As we move into the winter season here in NoVA, and the season of giving thanks, I want to trumpet my thanks to the Man of the House who loves his herb gardens.  As any foodie knows, herbs and spices can cost a pretty penny at the store or market, but they are central components to any meal.  Given the Man’s passion for herbs, and belief that grass really has no purpose, large areas of our front yard are full of herbs.  And while I have been known to register some concern at the rapid decrease in the amount of grass upon which the children can play, I have come over to his side on this matter.  The herb garden is beautiful in all seasons, and practical as well.  In fact, when he asked me to assist him in an inventory of the gardens last spring –I the scribe, he the identifier — we recorded more than 50 different varieties of herbs growing – both evergreen and annual.  Even he was surprised at the count.  Rosemary, thyme, oregano, sage are perennial favorites.  Basil, cilantro, and mint are regulars in the summer garden. 

And now as frost is on the horizon, it is remarkable to note just how many of these herbs are hardy and keep on producing.  Just this week, he harvested a second crop of orange mint, currently being dried, that will be regularly used throughout the winter. 

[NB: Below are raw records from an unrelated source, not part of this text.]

//! Collaborator implementations over PowerShell.
//!
//! `Get-AppxPackage` and `Get-Service` results come back as compressed JSON.
//! `ConvertTo-Json` emits a bare object for a single row and an array for
//! several, so both shapes are accepted.

use std::path::Path;

use serde::Deserialize;

use super::commands::{
    GetAppxPackage, GetServiceStatus, RegisterAppxManifest, SetServiceStartup, StartService,
};
use super::PowerShell;
use crate::error::{ReconcileError, Result};
use crate::packages::{InstalledPackage, PackageQuery, PackageRegistration, PackageScope};
use crate::services::{RunState, ServiceControl, ServiceStatus, StartMode};

#[derive(Deserialize)]
#[serde(untagged)]
enum OneOrMany<T> {
    Many(Vec<T>),
    One(T),
}

/// Parse `Get-AppxPackage | Select-Object Name, InstallLocation` JSON output.
pub fn parse_packages(stdout: &str) -> Result<Vec<InstalledPackage>> {
    let trimmed = stdout.trim();
    if trimmed.is_empty() {
        return Ok(Vec::new());
    }
    let rows = match serde_json::from_str::<OneOrMany<InstalledPackage>>(trimmed)? {
        OneOrMany::Many(rows) => rows,
        OneOrMany::One(row) => vec![row],
    };
    Ok(rows)
}

#[derive(Deserialize)]
struct ServiceRow {
    #[serde(rename = "StartType")]
    start_type: String,
    #[serde(rename = "Status")]
    status: String,
}

/// Parse the `{StartType, Status}` object; empty output means no such service.
pub fn parse_service_status(stdout: &str) -> Result<Option<ServiceStatus>> {
    let trimmed = stdout.trim();
    if trimmed.is_empty() {
        return Ok(None);
    }
    let row: ServiceRow = serde_json::from_str(trimmed)?;
    let mode: StartMode = row
        .start_type
        .parse()
        .map_err(|_| ReconcileError::parse(format!("unknown start type {:?}", row.start_type)))?;
    let state: RunState = row
        .status
        .parse()
        .map_err(|_| ReconcileError::parse(format!("unknown service status {:?}", row.status)))?;
    Ok(Some(ServiceStatus { mode, state }))
}

impl PackageQuery for PowerShell<'_> {
    fn query(&self, name: &str, scope: PackageScope) -> Result<Vec<InstalledPackage>> {
        let output = self.run_checked(&GetAppxPackage::new(name, scope)?)?;
        parse_packages(&output.stdout)
    }
}

impl PackageRegistration for PowerShell<'_> {
    fn register(&self, manifest: &Path) -> Result<()> {
        self.run_checked(&RegisterAppxManifest {
            manifest: manifest.to_path_buf(),
        })?;
        Ok(())
    }
}

impl ServiceControl for PowerShell<'_> {
    fn get(&self, name: &str) -> Result<Option<ServiceStatus>> {
        let output = self
            .run_checked(&GetServiceStatus::new(name)?)
            .map_err(|e| ReconcileError::service(name, e.to_string()))?;
        parse_service_status(&output.stdout)
    }

    fn set_startup_type(&self, name: &str, mode: StartMode) -> Result<()> {
        self.run_checked(&SetServiceStartup::new(name, mode)?)
            .map_err(|e| ReconcileError::service(name, e.to_string()))?;
        Ok(())
    }

    fn start(&self, name: &str) -> Result<()> {
        self.run_checked(&StartService::new(name)?)
            .map_err(|e| ReconcileError::service(name, e.to_string()))?;
        Ok(())
    }
}

#[cfg(test)]
mod tests {
    use super::*;
    use crate::command_runner::{CommandOutput, MockRunner};
    use crate::powershell::POWERSHELL_EXE;
    use std::path::PathBuf;

    #[test]
    fn test_parse_packages_shapes() {
        assert!(parse_packages("").unwrap().is_empty());
        assert!(parse_packages("[]\r\n").unwrap().is_empty());

        let one = r#"{"Name":"Microsoft.GamingApp","InstallLocation":"C:\\Apps\\GamingApp"}"#;
        assert_eq!(parse_packages(one).unwrap().len(), 1);

        let many = concat!(
            r#"[{"Name":"Microsoft.GamingApp","InstallLocation":"C:\\A"},"#,
            r#"{"Name":"Microsoft.GamingApp","InstallLocation":null}]"#
        );
        let rows = parse_packages(many).unwrap();
        assert_eq!(rows.len(), 2);
        assert_eq!(rows[0].install_location, Some(PathBuf::from("C:\\A")));
        assert_eq!(rows[1].install_location, None);
    }

    #[test]
    fn test_parse_packages_rejects_garbage() {
        assert!(matches!(
            parse_packages("Get-AppxPackage : Access is denied"),
            Err(ReconcileError::Json(_))
        ));
    }

    #[test]
    fn test_parse_service_status() {
        assert_eq!(parse_service_status("  \r\n").unwrap(), None);
        let status = parse_service_status(r#"{"StartType":"Manual","Status":"Stopped"}"#)
            .unwrap()
            .unwrap();
        assert_eq!(status.mode, StartMode::Manual);
        assert_eq!(status.state, RunState::Stopped);
        assert!(matches!(
            parse_service_status(r#"{"StartType":"Weird","Status":"Stopped"}"#),
            Err(ReconcileError::Parse(_))
        ));
    }

    #[test]
    fn test_query_runs_powershell() {
        let runner = MockRunner::with_responses(vec![Ok(CommandOutput::ok(
            r#"[{"Name":"Microsoft.WindowsStore","InstallLocation":"C:\\Store"}]"#,
        ))]);
        let ps = PowerShell::new(&runner);
        let rows = ps
            .query("Microsoft.WindowsStore", PackageScope::AllUsers)
            .unwrap();
        assert_eq!(rows.len(), 1);

        let calls = runner.invocations();
        assert_eq!(calls[0].program, POWERSHELL_EXE);
        assert!(calls[0].args.last().unwrap().contains("-AllUsers"));
    }

    #[test]
    fn test_invalid_name_never_spawns() {
        let runner = MockRunner::new();
        let ps = PowerShell::new(&runner);
        assert!(matches!(
            ps.query("bad name", PackageScope::CurrentUser),
            Err(ReconcileError::InvalidName(_))
        ));
        assert!(runner.invocations().is_empty());
    }

    #[test]
    fn test_register_failure_is_error() {
        let runner = MockRunner::with_responses(vec![Ok(CommandOutput::failed(
            1,
            "Deployment failed with HRESULT: 0x80073CF6",
        ))]);
        let ps = PowerShell::new(&runner);
        let err = ps
            .register(Path::new("C:\\Apps\\AppxManifest.xml"))
            .unwrap_err();
        assert!(err.to_string().contains("0x80073CF6"));
    }

    #[test]
    fn test_service_failure_names_service() {
        let runner = MockRunner::with_responses(vec![Ok(CommandOutput::failed(
            1,
            "Service 'Xbox Live Auth Manager' cannot be started",
        ))]);
        let ps = PowerShell::new(&runner);
        let err = ps.start("XblAuthManager").unwrap_err();
        match err {
            ReconcileError::Service { name, .. } => assert_eq!(name, "XblAuthManager"),
            other => panic!("unexpected error: {other:?}"),
        }
    }

    #[test]
    fn test_missing_service_is_none_but_denied_query_is_error() {
        let runner = MockRunner::with_responses(vec![
            Ok(CommandOutput::ok("")),
            Ok(CommandOutput::failed(
                1,
                "Get-Service : Cannot open GamingServices service on computer '.'",
            )),
        ]);
        let ps = PowerShell::new(&runner);

        assert_eq!(ps.get("XblGameSave").unwrap(), None);
        match ps.get("GamingServices") {
            Err(ReconcileError::Service { name, reason }) => {
                assert_eq!(name, "GamingServices");
                assert!(reason.contains("Cannot open"));
            }
            other => panic!("expected a service error, got {other:?}"),
        }
    }
}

Orange mint has a unique and wonderful smell and flavor that we use in soups, and stews, and omelets, and really anything else that we think might benefit from a little bit of extra “oomph.”  A whiff of the mint as you open the jar makes you smile.

The one indoor herb that we have kept is a bay tree, that although it suffered a setback when we were on vacation two summers ago, it quickly revived and is now thriving.  Fresh bay leaves add an entirely different level of flavor than dried to all those slow-cooking tummy-filling winter meals.

And in the garden today, we have sage leaves for the sausage-sage stuffing that will be prepared the week after next,

and rosemary for the turkey,

and thyme and oregano for the turkey soup are hiding under the fallen leaves,

and cilantro and mustard leaves continue to grow – we’re hoping no hard frost for at least another two weeks or so!

The garden continues to be bountiful, and there is nothing like the scent of rosemary to greet you as you brush past it as you walk up the front steps. 

So if you are considering putting in a hardy herb garden, and you live in a climate that will support it, give it a shot.  It will make you smile in every season, and you can watch as neighbors, both young and old, walk by and wonder.